[Dataset entries]
//! Refund lifecycle as reported by the backend.
//!
//! Transitions happen server-side; this side only maps a status to what the
//! buyer sees and may do next.

use serde::{Deserialize, Serialize};
use std::fmt;

#[derive(Clone, Copy, Debug, PartialEq, Eq, Hash, Serialize, Deserialize)]
#[serde(rename_all = "snake_case")]
pub enum RefundStatus {
    Pending,
    Negotiation,
    Approved,
    ReturnShipped,
    ReturnReceived,
    Processing,
    Completed,
    Rejected,
    Cancelled,
    #[serde(other)]
    Unknown,
}

#[derive(Clone, Copy, Debug, PartialEq, Eq, Hash, Serialize, Deserialize)]
#[serde(rename_all = "snake_case")]
pub enum Tone {
    Neutral,
    Info,
    Warning,
    Success,
    Danger,
}

#[derive(Clone, Copy, Debug, PartialEq, Eq, Hash, Serialize, Deserialize)]
#[serde(rename_all = "snake_case")]
pub enum RefundAction {
    Cancel,
    AcceptOffer,
    CounterOffer,
    ShipReturn,
    Escalate,
}

#[derive(Clone, Copy, Debug, PartialEq, Eq, Serialize)]
pub struct StatusMeta {
    pub status: RefundStatus,
    pub label: &'static str,
    pub tone: Tone,
    pub terminal: bool,
    pub actions: &'static [RefundAction],
}

pub static STATUS_TABLE: [StatusMeta; 10] = [
    StatusMeta { status: RefundStatus::Pending, label: "Pending review", tone: Tone::Warning, terminal: false, actions: &[RefundAction::Cancel] },
    StatusMeta { status: RefundStatus::Negotiation, label: "In negotiation", tone: Tone::Info, terminal: false, actions: &[RefundAction::AcceptOffer, RefundAction::CounterOffer, RefundAction::Cancel, RefundAction::Escalate] },
    StatusMeta { status: RefundStatus::Approved, label: "Approved", tone: Tone::Success, terminal: false, actions: &[RefundAction::ShipReturn] },
    StatusMeta { status: RefundStatus::ReturnShipped, label: "Return shipped", tone: Tone::Info, terminal: false, actions: &[] },
    StatusMeta { status: RefundStatus::ReturnReceived, label: "Return received", tone: Tone::Info, terminal: false, actions: &[RefundAction::Escalate] },
    StatusMeta { status: RefundStatus::Processing, label: "Processing payout", tone: Tone::Info, terminal: false, actions: &[] },
    StatusMeta { status: RefundStatus::Completed, label: "Completed", tone: Tone::Success, terminal: true, actions: &[] },
    StatusMeta { status: RefundStatus::Rejected, label: "Rejected", tone: Tone::Danger, terminal: true, actions: &[RefundAction::Escalate] },
    StatusMeta { status: RefundStatus::Cancelled, label: "Cancelled", tone: Tone::Neutral, terminal: true, actions: &[] },
    StatusMeta { status: RefundStatus::Unknown, label: "Unknown", tone: Tone::Neutral, terminal: false, actions: &[] },
];

impl RefundStatus {
    /// Reads a backend status string; anything unrecognised maps to `Unknown`.
    pub fn parse(value: &str) -> Self {
        STATUS_TABLE.iter()
            .map(|m| m.status)
            .find(|s| *s != Self::Unknown && s.as_str() == value.trim().to_ascii_lowercase())
            .unwrap_or(Self::Unknown)
    }

    pub fn as_str(&self) -> &'static str {
        match self {
            Self::Pending => "pending",
            Self::Negotiation => "negotiation",
            Self::Approved => "approved",
            Self::ReturnShipped => "return_shipped",
            Self::ReturnReceived => "return_received",
            Self::Processing => "processing",
            Self::Completed => "completed",
            Self::Rejected => "rejected",
            Self::Cancelled => "cancelled",
            Self::Unknown => "unknown",
        }
    }

    pub fn meta(&self) -> &'static StatusMeta {
        STATUS_TABLE.iter().find(|m| m.status == *self).unwrap_or(&STATUS_TABLE[STATUS_TABLE.len() - 1])
    }

    pub fn label(&self) -> &'static str { self.meta().label }
    pub fn is_terminal(&self) -> bool { self.meta().terminal }
    pub fn allows(&self, action: RefundAction) -> bool { self.meta().actions.contains(&action) }
}

impl fmt::Display for RefundStatus {
    fn fmt(&self, f: &mut fmt::Formatter<'_>) -> fmt::Result { write!(f, "{}", self.as_str()) }
}
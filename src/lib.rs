//! Marketplace Core
//!
//! Computation engine behind the marketplace seller and buyer forms.
//!
//! ## Features
//! - Variant matrix generation (cartesian SKUs) with edit-preserving merge
//! - Product form session with submission checks
//! - Refund breakdown: base amount, method fee, payout
//! - Refund request validation and status metadata
//! - Stateless JSON service exposing the calculations

use thiserror::Error;

pub mod config;
pub mod domain;
pub mod http;

pub use domain::aggregates::{
    compute_breakdown, generate_combinations, is_method_allowed, remove_option, ProductDefaults, ProductForm,
    RefundBreakdown, RefundLineItem, RefundMethod, RefundMethodKind, RefundRequest, RefundRequestDraft, RefundStatus,
    RefundType, SkuCombination, VariantGroup, VariantOption,
};
pub use domain::value_objects::{parse_amount, parse_count, ComboKey, ImageRef, WeightUnit};

// =============================================================================
// Error Types
// =============================================================================

#[derive(Error, Debug)]
pub enum MarketplaceError {
    #[error(transparent)]
    Variant(#[from] domain::aggregates::VariantError),

    #[error(transparent)]
    Sku(#[from] domain::aggregates::SkuValidationError),

    #[error(transparent)]
    Refund(#[from] domain::aggregates::RefundValidationError),

    #[error("Variant groups produce {count} combinations, more than the limit of {limit}")]
    MatrixTooLarge { count: usize, limit: usize },

    #[error(transparent)]
    Config(#[from] config::ConfigError),
}

pub type Result<T> = std::result::Result<T, MarketplaceError>;
//! Variant matrix: cartesian SKU generation with edit-preserving merge

use rust_decimal::Decimal;
use serde::{Deserialize, Deserializer, Serialize};
use std::collections::{BTreeMap, HashMap};
use std::sync::Arc;
use tracing::debug;
use uuid::Uuid;
use crate::domain::value_objects::{ComboKey, ImageRef, WeightUnit};

#[derive(Clone, Debug, PartialEq, Serialize, Deserialize)]
pub struct VariantOption {
    pub id: String,
    pub title: String,
    #[serde(default, skip_serializing_if = "Option::is_none")]
    pub image: Option<ImageRef>,
    #[serde(default, skip_serializing_if = "Option::is_none")]
    pub image_preview: Option<String>,
}

impl VariantOption {
    pub fn new(title: impl Into<String>) -> Self {
        Self { id: Uuid::new_v4().to_string(), title: title.into(), image: None, image_preview: None }
    }
}

/// One axis of variation (Color, Size). Option order is display order only.
#[derive(Clone, Debug, PartialEq, Serialize, Deserialize)]
pub struct VariantGroup {
    pub id: String,
    pub title: String,
    #[serde(default, deserialize_with = "lenient_options")]
    pub options: Vec<VariantOption>,
}

impl VariantGroup {
    pub fn new(title: impl Into<String>) -> Self {
        Self { id: Uuid::new_v4().to_string(), title: title.into(), options: vec![] }
    }
    pub fn option(&self, option_id: &str) -> Option<&VariantOption> { self.options.iter().find(|o| o.id == option_id) }
}

// A non-array `options` value, or an option entry that does not parse, reads as absent.
fn lenient_options<'de, D: Deserializer<'de>>(deserializer: D) -> Result<Vec<VariantOption>, D::Error> {
    let value = serde_json::Value::deserialize(deserializer)?;
    Ok(match value {
        serde_json::Value::Array(items) => items.into_iter().filter_map(|v| serde_json::from_value(v).ok()).collect(),
        _ => vec![],
    })
}

/// Product-level values a new combination starts from.
#[derive(Clone, Debug, Default, PartialEq, Serialize, Deserialize)]
#[serde(default)]
pub struct ProductDefaults {
    pub price: Option<Decimal>,
    pub quantity: Option<u32>,
    pub length: Option<Decimal>,
    pub width: Option<Decimal>,
    pub height: Option<Decimal>,
    pub weight: Option<Decimal>,
    pub weight_unit: Option<WeightUnit>,
}

/// One sellable cell of the variant matrix.
#[derive(Clone, Debug, PartialEq, Serialize, Deserialize)]
pub struct SkuCombination {
    pub id: String,
    pub option_ids: Vec<String>,
    pub option_map: BTreeMap<String, String>,
    #[serde(default)]
    pub price: Option<Decimal>,
    #[serde(default)]
    pub compare_price: Option<Decimal>,
    #[serde(default)]
    pub quantity: Option<u32>,
    #[serde(default)]
    pub length: Option<Decimal>,
    #[serde(default)]
    pub width: Option<Decimal>,
    #[serde(default)]
    pub height: Option<Decimal>,
    #[serde(default)]
    pub weight: Option<Decimal>,
    #[serde(default)]
    pub weight_unit: Option<WeightUnit>,
    #[serde(default)]
    pub sku_code: Option<String>,
    #[serde(default, skip_serializing_if = "Option::is_none")]
    pub image: Option<ImageRef>,
    #[serde(default, skip_serializing_if = "Option::is_none")]
    pub image_preview: Option<String>,
    /// Low-stock alert threshold.
    #[serde(default)]
    pub critical_trigger: Option<u32>,
    #[serde(default = "default_active")]
    pub is_active: bool,
    #[serde(default)]
    pub is_refundable: bool,
}

fn default_active() -> bool { true }

impl SkuCombination {
    pub fn key(&self) -> ComboKey { ComboKey::from_option_ids(&self.option_ids) }

    /// "Red / XL" style label following group order.
    pub fn display_title(&self, groups: &[VariantGroup]) -> String {
        groups.iter()
            .filter_map(|g| self.option_map.get(&g.id).and_then(|oid| g.option(oid)).map(|o| o.title.as_str()))
            .collect::<Vec<_>>()
            .join(" / ")
    }

    fn fresh(id: String, option_ids: Vec<String>, option_map: BTreeMap<String, String>, defaults: &ProductDefaults) -> Self {
        Self {
            id, option_ids, option_map,
            price: defaults.price, compare_price: None, quantity: defaults.quantity,
            length: defaults.length, width: defaults.width, height: defaults.height,
            weight: defaults.weight, weight_unit: defaults.weight_unit,
            sku_code: None, image: None, image_preview: None, critical_trigger: None,
            is_active: true, is_refundable: false,
        }
    }

    fn inherit(prev: &SkuCombination, option_ids: Vec<String>, option_map: BTreeMap<String, String>, defaults: &ProductDefaults) -> Self {
        Self {
            id: prev.id.clone(), option_ids, option_map,
            price: prev.price.or(defaults.price),
            compare_price: prev.compare_price,
            quantity: prev.quantity.or(defaults.quantity),
            length: prev.length.or(defaults.length),
            width: prev.width.or(defaults.width),
            height: prev.height.or(defaults.height),
            weight: prev.weight.or(defaults.weight),
            weight_unit: prev.weight_unit.or(defaults.weight_unit),
            sku_code: prev.sku_code.clone(),
            image: prev.image.clone(),
            image_preview: prev.image_preview.clone(),
            critical_trigger: prev.critical_trigger,
            is_active: prev.is_active,
            is_refundable: prev.is_refundable,
        }
    }
}

/// Largest matrix the JSON service will build for one request.
pub const MAX_COMBINATIONS: usize = 10_000;
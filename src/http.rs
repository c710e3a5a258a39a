//! JSON endpoints over the variant and refund calculations.
//!
//! Every handler is stateless: the caller sends the current form snapshot and
//! gets the derived values back.

use axum::{extract::Query, http::StatusCode, routing::{get, post}, Json, Router};
use rust_decimal::Decimal;
use serde::{Deserialize, Serialize};
use std::sync::Arc;
use tower_http::{cors::CorsLayer, trace::TraceLayer};
use crate::domain::aggregates::refund::{self, REFUND_METHODS};
use crate::domain::aggregates::refund_status::{StatusMeta, STATUS_TABLE};
use crate::domain::aggregates::{variant_matrix, ProductDefaults, RefundBreakdown, RefundLineItem, RefundMethodKind, RefundRequest, RefundType, SkuCombination, VariantGroup};
use crate::MarketplaceError;

pub fn router() -> Router {
    Router::new()
        .route("/health", get(|| async { Json(serde_json::json!({"status": "healthy", "service": "marketplace-core"})) }))
        .route("/api/v1/variants/combinations", post(generate_combinations))
        .route("/api/v1/variants/remove-option", post(remove_option))
        .route("/api/v1/refunds/methods", get(list_methods))
        .route("/api/v1/refunds/breakdown", post(compute_breakdown))
        .route("/api/v1/refunds/validate", post(validate_refund))
        .route("/api/v1/refunds/statuses", get(list_statuses))
        .layer(TraceLayer::new_for_http()).layer(CorsLayer::permissive())
}

impl MarketplaceError {
    pub fn status_code(&self) -> StatusCode {
        match self {
            Self::Variant(_) => StatusCode::NOT_FOUND,
            Self::Sku(_) | Self::Refund(_) | Self::MatrixTooLarge { .. } => StatusCode::UNPROCESSABLE_ENTITY,
            Self::Config(_) => StatusCode::INTERNAL_SERVER_ERROR,
        }
    }
}

fn reject(e: impl Into<MarketplaceError>) -> (StatusCode, String) {
    let e = e.into();
    (e.status_code(), e.to_string())
}

#[derive(Debug, Deserialize)]
pub struct CombinationsRequest {
    pub groups: Vec<VariantGroup>,
    #[serde(default)]
    pub defaults: ProductDefaults,
    #[serde(default)]
    pub previous: Vec<SkuCombination>,
}

#[derive(Debug, Serialize, Deserialize)]
pub struct CombinationsResponse {
    pub combinations: Vec<SkuCombination>,
    /// True when `previous` already matched; callers can skip their state update.
    pub unchanged: bool,
}

async fn generate_combinations(Json(r): Json<CombinationsRequest>) -> Result<Json<CombinationsResponse>, (StatusCode, String)> {
    let count = variant_matrix::combination_count(&r.groups);
    if count > variant_matrix::MAX_COMBINATIONS {
        return Err(reject(MarketplaceError::MatrixTooLarge { count, limit: variant_matrix::MAX_COMBINATIONS }));
    }
    let previous = Arc::new(r.previous);
    let next = variant_matrix::generate_combinations(&r.groups, &r.defaults, &previous);
    let unchanged = Arc::ptr_eq(&previous, &next);
    Ok(Json(CombinationsResponse { combinations: next.as_ref().clone(), unchanged }))
}

#[derive(Debug, Deserialize)]
pub struct RemoveOptionRequest { pub groups: Vec<VariantGroup>, pub group_id: String, pub option_id: String }

#[derive(Debug, Serialize, Deserialize)]
pub struct GroupsResponse { pub groups: Vec<VariantGroup> }

async fn remove_option(Json(r): Json<RemoveOptionRequest>) -> Json<GroupsResponse> {
    Json(GroupsResponse { groups: variant_matrix::remove_option(&r.groups, &r.group_id, &r.option_id) })
}

#[derive(Debug, Deserialize)]
pub struct MethodsParams { pub refund_type: Option<RefundType> }

#[derive(Debug, Serialize, Deserialize)]
pub struct MethodView {
    pub kind: RefundMethodKind,
    pub label: String,
    pub description: String,
    pub fee: Decimal,
    pub allowed_refund_types: Vec<RefundType>,
}

async fn list_methods(Query(p): Query<MethodsParams>) -> Json<Vec<MethodView>> {
    let methods = REFUND_METHODS.iter()
        .filter(|m| p.refund_type.map_or(true, |t| m.allows(t)))
        .map(|m| MethodView { kind: m.kind, label: m.label.to_string(), description: m.description.to_string(), fee: m.fee(), allowed_refund_types: m.allowed_refund_types.to_vec() })
        .collect();
    Json(methods)
}

#[derive(Debug, Deserialize)]
pub struct BreakdownRequest {
    #[serde(default)]
    pub items: Vec<RefundLineItem>,
    pub refund_type: RefundType,
    pub method: RefundMethodKind,
    #[serde(default)]
    pub partial_amount: Option<Decimal>,
}

#[derive(Debug, Serialize, Deserialize)]
pub struct BreakdownResponse {
    pub base_amount: Decimal,
    pub fee: Decimal,
    pub final_amount: Decimal,
    pub selected_total: Decimal,
    pub max_partial_amount: Decimal,
    pub method_allowed: bool,
}

async fn compute_breakdown(Json(r): Json<BreakdownRequest>) -> Json<BreakdownResponse> {
    let RefundBreakdown { base_amount, fee, final_amount } = refund::compute_breakdown(&r.items, r.refund_type, r.method, r.partial_amount);
    let selected_total = refund::selected_total(&r.items);
    Json(BreakdownResponse {
        base_amount, fee, final_amount, selected_total,
        max_partial_amount: refund::max_partial_amount(selected_total),
        method_allowed: refund::is_method_allowed(r.refund_type, r.method.method()),
    })
}

async fn validate_refund(Json(r): Json<RefundRequest>) -> Result<Json<RefundBreakdown>, (StatusCode, String)> {
    r.validate_submission().map(Json).map_err(reject)
}

async fn list_statuses() -> Json<&'static [StatusMeta]> { Json(&STATUS_TABLE[..]) }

What this task involves:
Could you find every line in the records above that contains the word "variants" and copy it?

Your solution:
        .route("/api/v1/variants/combinations", post(generate_combinations))
        .route("/api/v1/variants/remove-option", post(remove_option))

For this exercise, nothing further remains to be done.